----- SUPPLIED DATA -----
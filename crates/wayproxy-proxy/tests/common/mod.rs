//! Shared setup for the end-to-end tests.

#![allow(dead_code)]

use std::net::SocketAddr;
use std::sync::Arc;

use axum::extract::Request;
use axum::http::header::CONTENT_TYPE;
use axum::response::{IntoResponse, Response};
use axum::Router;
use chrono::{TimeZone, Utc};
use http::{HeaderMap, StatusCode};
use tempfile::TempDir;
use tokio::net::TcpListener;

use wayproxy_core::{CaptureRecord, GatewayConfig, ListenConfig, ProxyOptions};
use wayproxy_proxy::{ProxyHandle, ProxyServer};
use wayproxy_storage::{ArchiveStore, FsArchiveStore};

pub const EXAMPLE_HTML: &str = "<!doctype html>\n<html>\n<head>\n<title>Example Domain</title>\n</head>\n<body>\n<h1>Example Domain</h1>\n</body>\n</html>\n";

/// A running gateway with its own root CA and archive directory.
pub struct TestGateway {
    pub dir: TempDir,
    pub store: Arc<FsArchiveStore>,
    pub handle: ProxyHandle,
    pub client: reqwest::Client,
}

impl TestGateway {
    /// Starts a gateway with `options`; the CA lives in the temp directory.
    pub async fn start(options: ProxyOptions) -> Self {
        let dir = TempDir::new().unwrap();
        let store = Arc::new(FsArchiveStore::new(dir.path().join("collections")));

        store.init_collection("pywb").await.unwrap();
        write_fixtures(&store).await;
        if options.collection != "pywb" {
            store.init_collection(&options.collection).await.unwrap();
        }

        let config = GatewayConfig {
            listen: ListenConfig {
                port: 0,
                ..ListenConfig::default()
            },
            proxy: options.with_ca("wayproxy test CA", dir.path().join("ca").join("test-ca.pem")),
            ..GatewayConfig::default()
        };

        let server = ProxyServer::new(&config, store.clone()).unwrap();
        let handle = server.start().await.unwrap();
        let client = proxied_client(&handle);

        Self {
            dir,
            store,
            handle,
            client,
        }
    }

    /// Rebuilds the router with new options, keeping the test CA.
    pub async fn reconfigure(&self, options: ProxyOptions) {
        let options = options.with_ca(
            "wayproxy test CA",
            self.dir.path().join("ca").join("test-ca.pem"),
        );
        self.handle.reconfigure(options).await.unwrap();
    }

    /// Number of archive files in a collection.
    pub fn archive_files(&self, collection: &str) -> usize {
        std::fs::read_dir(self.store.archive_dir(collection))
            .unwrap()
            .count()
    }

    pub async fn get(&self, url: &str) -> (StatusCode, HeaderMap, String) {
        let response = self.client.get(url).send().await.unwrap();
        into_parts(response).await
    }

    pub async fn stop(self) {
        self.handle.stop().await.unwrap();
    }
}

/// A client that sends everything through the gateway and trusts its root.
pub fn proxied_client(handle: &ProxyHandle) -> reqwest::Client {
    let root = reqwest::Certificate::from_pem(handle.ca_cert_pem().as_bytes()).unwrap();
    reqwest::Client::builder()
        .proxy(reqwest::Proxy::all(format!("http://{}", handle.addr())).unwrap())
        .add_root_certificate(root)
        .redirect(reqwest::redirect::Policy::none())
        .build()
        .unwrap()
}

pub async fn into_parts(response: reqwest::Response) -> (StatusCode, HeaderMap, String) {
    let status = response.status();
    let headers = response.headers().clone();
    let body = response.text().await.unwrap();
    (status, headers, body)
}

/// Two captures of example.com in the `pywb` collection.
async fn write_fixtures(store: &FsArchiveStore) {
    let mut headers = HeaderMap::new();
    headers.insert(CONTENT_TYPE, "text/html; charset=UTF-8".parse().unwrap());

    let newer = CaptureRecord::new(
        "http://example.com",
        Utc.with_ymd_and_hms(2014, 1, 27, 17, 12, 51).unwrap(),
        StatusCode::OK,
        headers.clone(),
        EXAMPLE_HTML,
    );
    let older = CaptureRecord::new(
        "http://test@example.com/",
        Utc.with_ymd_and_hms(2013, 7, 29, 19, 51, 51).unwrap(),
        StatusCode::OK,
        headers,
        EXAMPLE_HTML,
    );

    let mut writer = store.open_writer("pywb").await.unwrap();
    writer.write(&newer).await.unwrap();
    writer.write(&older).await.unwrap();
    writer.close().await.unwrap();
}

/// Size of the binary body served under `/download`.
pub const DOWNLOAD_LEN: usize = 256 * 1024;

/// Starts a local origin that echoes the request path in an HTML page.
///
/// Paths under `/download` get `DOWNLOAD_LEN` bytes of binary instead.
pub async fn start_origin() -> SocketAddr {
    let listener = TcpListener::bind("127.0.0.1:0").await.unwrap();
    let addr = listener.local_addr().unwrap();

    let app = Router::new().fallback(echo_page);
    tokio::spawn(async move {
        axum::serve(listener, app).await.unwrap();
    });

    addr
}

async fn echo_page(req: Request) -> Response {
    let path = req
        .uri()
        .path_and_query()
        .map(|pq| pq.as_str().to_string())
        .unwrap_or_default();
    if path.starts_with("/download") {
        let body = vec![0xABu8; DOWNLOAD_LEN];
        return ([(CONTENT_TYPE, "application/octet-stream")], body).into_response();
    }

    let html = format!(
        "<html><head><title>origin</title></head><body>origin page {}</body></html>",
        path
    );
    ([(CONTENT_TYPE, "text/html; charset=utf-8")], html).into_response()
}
-----
----- SUPPLIED DATA -----
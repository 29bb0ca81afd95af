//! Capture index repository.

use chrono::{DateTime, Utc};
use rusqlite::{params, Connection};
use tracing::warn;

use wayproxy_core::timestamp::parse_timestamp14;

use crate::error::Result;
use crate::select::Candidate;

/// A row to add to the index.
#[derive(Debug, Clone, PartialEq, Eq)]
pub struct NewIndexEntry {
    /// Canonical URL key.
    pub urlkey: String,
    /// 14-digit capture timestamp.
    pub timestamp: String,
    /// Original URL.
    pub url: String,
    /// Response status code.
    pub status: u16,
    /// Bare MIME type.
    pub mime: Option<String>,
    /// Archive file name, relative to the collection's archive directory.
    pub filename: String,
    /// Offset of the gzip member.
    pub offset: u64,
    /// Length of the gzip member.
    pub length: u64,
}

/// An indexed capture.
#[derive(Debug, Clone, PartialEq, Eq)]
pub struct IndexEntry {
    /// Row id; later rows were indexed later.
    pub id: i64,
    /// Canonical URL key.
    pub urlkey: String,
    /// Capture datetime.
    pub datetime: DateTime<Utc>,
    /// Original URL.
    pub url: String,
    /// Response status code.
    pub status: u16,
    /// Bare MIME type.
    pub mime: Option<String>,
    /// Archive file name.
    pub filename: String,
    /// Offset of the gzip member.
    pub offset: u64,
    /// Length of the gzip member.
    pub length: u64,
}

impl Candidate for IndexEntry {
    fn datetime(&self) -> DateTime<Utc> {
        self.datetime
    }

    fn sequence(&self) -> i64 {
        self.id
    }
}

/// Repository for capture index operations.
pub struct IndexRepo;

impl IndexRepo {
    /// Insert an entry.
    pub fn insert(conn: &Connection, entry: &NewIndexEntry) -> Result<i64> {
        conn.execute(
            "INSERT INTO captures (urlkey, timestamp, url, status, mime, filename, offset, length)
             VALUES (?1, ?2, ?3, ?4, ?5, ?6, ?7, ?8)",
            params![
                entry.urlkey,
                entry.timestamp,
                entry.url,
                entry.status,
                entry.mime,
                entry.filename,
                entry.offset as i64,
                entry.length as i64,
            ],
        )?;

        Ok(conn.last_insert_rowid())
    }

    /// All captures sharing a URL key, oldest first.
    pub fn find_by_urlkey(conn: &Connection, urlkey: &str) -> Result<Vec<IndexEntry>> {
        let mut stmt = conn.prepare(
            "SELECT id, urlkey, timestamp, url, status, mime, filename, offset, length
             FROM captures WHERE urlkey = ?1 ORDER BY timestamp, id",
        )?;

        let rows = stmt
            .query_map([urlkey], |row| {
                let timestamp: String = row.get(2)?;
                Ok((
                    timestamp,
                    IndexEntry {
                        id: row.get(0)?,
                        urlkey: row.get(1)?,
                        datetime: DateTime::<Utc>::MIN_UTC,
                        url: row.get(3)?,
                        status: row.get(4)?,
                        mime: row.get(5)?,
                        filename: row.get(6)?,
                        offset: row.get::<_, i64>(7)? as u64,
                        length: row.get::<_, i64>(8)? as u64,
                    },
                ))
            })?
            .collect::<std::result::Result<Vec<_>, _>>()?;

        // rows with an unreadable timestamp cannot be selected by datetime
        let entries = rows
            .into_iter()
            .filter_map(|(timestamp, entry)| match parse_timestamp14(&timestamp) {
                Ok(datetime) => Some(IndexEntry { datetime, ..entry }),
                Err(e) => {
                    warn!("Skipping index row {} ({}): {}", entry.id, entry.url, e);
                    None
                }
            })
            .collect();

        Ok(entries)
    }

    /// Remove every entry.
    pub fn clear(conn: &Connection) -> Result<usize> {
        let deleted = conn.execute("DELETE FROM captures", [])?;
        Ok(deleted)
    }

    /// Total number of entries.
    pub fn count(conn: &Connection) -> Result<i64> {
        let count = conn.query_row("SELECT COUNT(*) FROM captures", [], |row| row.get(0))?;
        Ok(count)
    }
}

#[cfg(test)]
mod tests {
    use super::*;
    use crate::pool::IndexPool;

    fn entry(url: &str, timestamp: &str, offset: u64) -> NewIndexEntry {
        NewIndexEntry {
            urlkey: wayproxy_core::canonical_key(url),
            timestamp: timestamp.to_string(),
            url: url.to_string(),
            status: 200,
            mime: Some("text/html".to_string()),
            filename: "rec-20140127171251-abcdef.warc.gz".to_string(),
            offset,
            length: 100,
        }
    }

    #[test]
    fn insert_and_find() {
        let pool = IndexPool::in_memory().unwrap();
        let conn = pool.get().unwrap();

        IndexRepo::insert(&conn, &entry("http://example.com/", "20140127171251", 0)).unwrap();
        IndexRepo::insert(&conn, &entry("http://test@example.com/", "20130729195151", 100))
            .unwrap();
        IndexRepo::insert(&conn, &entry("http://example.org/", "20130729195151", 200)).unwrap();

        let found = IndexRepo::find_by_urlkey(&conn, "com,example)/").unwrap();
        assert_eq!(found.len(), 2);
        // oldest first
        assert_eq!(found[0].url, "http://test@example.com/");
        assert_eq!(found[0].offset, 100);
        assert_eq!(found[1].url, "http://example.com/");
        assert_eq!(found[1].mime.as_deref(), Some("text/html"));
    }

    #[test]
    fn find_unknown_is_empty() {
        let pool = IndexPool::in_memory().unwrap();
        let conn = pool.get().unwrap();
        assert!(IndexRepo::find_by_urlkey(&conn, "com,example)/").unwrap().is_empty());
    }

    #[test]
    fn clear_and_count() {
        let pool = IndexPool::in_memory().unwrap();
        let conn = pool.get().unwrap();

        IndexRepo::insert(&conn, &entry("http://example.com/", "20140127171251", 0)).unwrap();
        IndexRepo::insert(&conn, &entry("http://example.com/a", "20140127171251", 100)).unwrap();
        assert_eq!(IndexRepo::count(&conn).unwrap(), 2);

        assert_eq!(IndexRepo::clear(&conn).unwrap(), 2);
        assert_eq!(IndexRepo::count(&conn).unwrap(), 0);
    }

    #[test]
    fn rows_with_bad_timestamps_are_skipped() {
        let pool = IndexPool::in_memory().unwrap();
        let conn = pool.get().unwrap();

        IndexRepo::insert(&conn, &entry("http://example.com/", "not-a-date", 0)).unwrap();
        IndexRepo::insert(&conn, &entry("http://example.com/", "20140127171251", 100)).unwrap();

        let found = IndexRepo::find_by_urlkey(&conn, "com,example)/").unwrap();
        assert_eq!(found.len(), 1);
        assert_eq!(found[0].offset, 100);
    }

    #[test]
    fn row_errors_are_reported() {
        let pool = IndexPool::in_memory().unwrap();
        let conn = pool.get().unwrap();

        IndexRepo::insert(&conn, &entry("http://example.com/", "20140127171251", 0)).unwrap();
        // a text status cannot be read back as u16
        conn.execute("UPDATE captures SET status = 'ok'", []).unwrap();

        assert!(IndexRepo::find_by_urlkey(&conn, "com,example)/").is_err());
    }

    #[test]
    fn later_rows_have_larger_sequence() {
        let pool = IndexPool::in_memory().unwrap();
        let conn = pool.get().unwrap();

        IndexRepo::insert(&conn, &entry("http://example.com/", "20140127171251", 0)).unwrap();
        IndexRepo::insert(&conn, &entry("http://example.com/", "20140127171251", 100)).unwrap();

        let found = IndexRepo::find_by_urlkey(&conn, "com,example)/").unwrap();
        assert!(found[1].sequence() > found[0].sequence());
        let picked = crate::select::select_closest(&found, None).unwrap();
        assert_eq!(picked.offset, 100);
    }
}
-----
_EXERCISE DIRECTIONS_
Lines with the word "under" in them are the answer; report each one from the data.

_TASK RESULT_
/// Size of the binary body served under `/download`.
/// Paths under `/download` get `DOWNLOAD_LEN` bytes of binary instead.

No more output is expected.